Tutt’altra faccenda quella di Dash Berlin, che ebbe un battibecco (pubblico) con i suoi partner di produzione, Sebastiaan Molijn ed Eelke Kalberg, nonché con l’Agenzia Vanderkleij, finito per vie legali e risoltosi dopo mesi con una vittoria del dj. Con il divieto di suonare o pubblicare nuova musica con lo pseudonimo di Dash Berlin, Sutorius per mesi se l’è vista butta ma ha continuato a lavorare con il suo nome di battesimo appoggiato dalla propria fan base. Tuttavia, tutto è finito a tarallucci e… birra, visto che siamo in Olanda. In campo trance, il dj brasiliano Aevus, alla guida di un’infinita e attiva community nazionale, illuminato sulla via per San Paolo, “stravolto da quello che ha causato a pandemia” ha preso in contropiede tutti ed è diventato Legacy One. Come dire: un’eredità, quella che sto per lasciare al mondo.

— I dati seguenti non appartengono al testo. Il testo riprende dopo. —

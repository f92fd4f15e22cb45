// Template tree: model, section index, structural checks, and the service/HTTP
// layer that loads, saves and compiles templates.

pub mod handlers;
pub mod index;
pub mod model;
pub mod service;
pub mod structure;

pub use model::Template;
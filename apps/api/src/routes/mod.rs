pub mod health;

use axum::{
    routing::{get, post},
    Router,
};

use crate::state::AppState;
use crate::template::handlers;

pub fn build_router(state: AppState) -> Router {
    Router::new()
        .route("/health", get(health::health_handler))
        .route(
            "/api/v1/templates",
            get(handlers::handle_list_templates).post(handlers::handle_create_template),
        )
        .route("/api/v1/templates/move", post(handlers::handle_move))
        .route("/api/v1/templates/edit", post(handlers::handle_edit))
        .route(
            "/api/v1/templates/:id",
            get(handlers::handle_get_template).put(handlers::handle_save_template),
        )
        .route(
            "/api/v1/templates/:id/compile",
            post(handlers::handle_compile),
        )
        .with_state(state)
}
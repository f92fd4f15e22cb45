use axum::{
    http::StatusCode,
    response::{IntoResponse, Response},
    Json,
};
use serde_json::json;
use thiserror::Error;

use crate::editor::{EditError, MoveRejected};

/// Application-level error type.
/// Implements `IntoResponse` so Axum handlers can return `Result<T, AppError>`.
#[derive(Debug, Error)]
pub enum AppError {
    #[error("Not found: {0}")]
    NotFound(String),

    #[error("Validation error: {0}")]
    Validation(String),

    #[error("Move rejected: {0}")]
    MoveRejected(#[from] MoveRejected),

    #[error("Edit rejected: {0}")]
    Edit(#[from] EditError),

    #[error("Database error: {0}")]
    Database(#[from] sqlx::Error),

    #[error("Internal server error: {0}")]
    Internal(#[from] anyhow::Error),
}

impl IntoResponse for AppError {
    fn into_response(self) -> Response {
        let mut user_warning = false;
        let (status, code, message) = match &self {
            AppError::NotFound(msg) => (StatusCode::NOT_FOUND, "NOT_FOUND", msg.clone()),
            AppError::Validation(msg) => (StatusCode::BAD_REQUEST, "VALIDATION_ERROR", msg.clone()),
            AppError::MoveRejected(rejection) => {
                user_warning = rejection.is_user_warning();
                (
                    StatusCode::UNPROCESSABLE_ENTITY,
                    rejection.code(),
                    rejection.to_string(),
                )
            }
            AppError::Edit(e) => (StatusCode::BAD_REQUEST, e.code(), e.to_string()),
            AppError::Database(e) => {
                tracing::error!("Database error: {e}");
                (
                    StatusCode::INTERNAL_SERVER_ERROR,
                    "DATABASE_ERROR",
                    "A database error occurred".to_string(),
                )
            }
            AppError::Internal(e) => {
                tracing::error!("Internal error: {e:?}");
                (
                    StatusCode::INTERNAL_SERVER_ERROR,
                    "INTERNAL_ERROR",
                    "An internal server error occurred".to_string(),
                )
            }
        };

        let body = Json(json!({
            "error": {
                "code": code,
                "message": message,
                "user_warning": user_warning
            }
        }));

        (status, body).into_response()
    }
}
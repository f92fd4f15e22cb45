//! External boundaries: schema provider, CV data store and template persistence.
//!
//! Carried in `AppState` as `Arc<dyn …>` so the Postgres backend can be swapped for
//! the in-memory one in tests without touching services or handlers.

use async_trait::async_trait;
use uuid::Uuid;

use crate::errors::AppError;
use crate::models::record::CvDataRecordRow;
use crate::models::schema::SectionSchemaRow;
use crate::models::template::TemplateSummaryRow;
use crate::template::Template;

#[cfg(test)]
pub mod memory;
pub mod postgres;

pub use postgres::PgStore;

#[async_trait]
pub trait SchemaProvider: Send + Sync {
    /// Every live section schema, in display order.
    async fn list_schemas(&self) -> Result<Vec<SectionSchemaRow>, AppError>;
}

#[async_trait]
pub trait CvDataStore: Send + Sync {
    /// A user's records in the order they were entered.
    async fn records_for_user(&self, user_id: Uuid) -> Result<Vec<CvDataRecordRow>, AppError>;
}

#[async_trait]
pub trait TemplateStore: Send + Sync {
    async fn create(&self, template: &Template) -> Result<Uuid, AppError>;

    async fn load(&self, id: Uuid) -> Result<Option<Template>, AppError>;

    /// Overwrites the stored body. Returns `false` when no template has `id`.
    async fn save(&self, id: Uuid, template: &Template) -> Result<bool, AppError>;

    async fn list(&self) -> Result<Vec<TemplateSummaryRow>, AppError>;
}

L’idea è questa: se si cambia genere, allora la scelta di cambiare nome potrebbe essere la strada più consona da percorrere. Invece, se ci si cimenta in più stili, allora meglio identificarli con uno pseudonimo preciso. Non fu Norman Cook negli anni Novanta a inventarsi i Beats International e Fatboy Slim per le iniziative più popolari, i Freak Power per quelle più bizzarre, Pizzaman per quelle più house e Mighty Dub Katz per quelle più crossover?
Un po’ come quando Jeffrey Jay e Maury Lobina come Eiffel 65 per rifarsi una vita misero in piedi i Bloom 06. O ancora più recente, la storia, quando Calvin Harris ha voluto riposizionarsi nel clubbing sfoderando un acidissimo Love Regenerator e quasi seguendo le orme di David Guetta ormai avviato con il progetto Jack Back verso una nuova carriera schietamente orientata verso house e tech house, stanco di dover vestire soltanto i panni della pop superstar e molto voglioso di divertirsi in consolle come ai bei vecchi tempi. E Tiësto, che ha luglio si è ribattezzato VERWEST (tratto dal suo vero cognome visto che all’anagrafe risponde come Tijs Michiel Verwest)? Solo una questione di alias? Ma quando sono gli altri a metterti al muro costringendoti a cambiare?

Quindi, prima di estinguere un nome è meglio sceglierne uno attentamente, così anche il genere musicale da seguire e magari evitando di usare DJ in maiuscolo e come prefisso che sa molto di neofita o sventurato. Estro, per favore, siamo nell’intrattenimento. Kyrre Gørvell-Dahll ha creato quasi un quasi acronimo con Kygo e Anton Zaslavski ha esaltato la zeta con il suo Zedd.
Bisogna avere un minimo di immaginazione, perché prima o poi capiterà a tutti di essere invitati a suonare a un importante appuntamento durante il quale il nome dell’ospite verrà riprodotto su mega ledwall in pieno show. Non era solo Andy Warhol a professare i cinque minuti di celebrità. Ci sono i social e una società veloce che tutto crea e tutto distrugge. Nomi inclusi.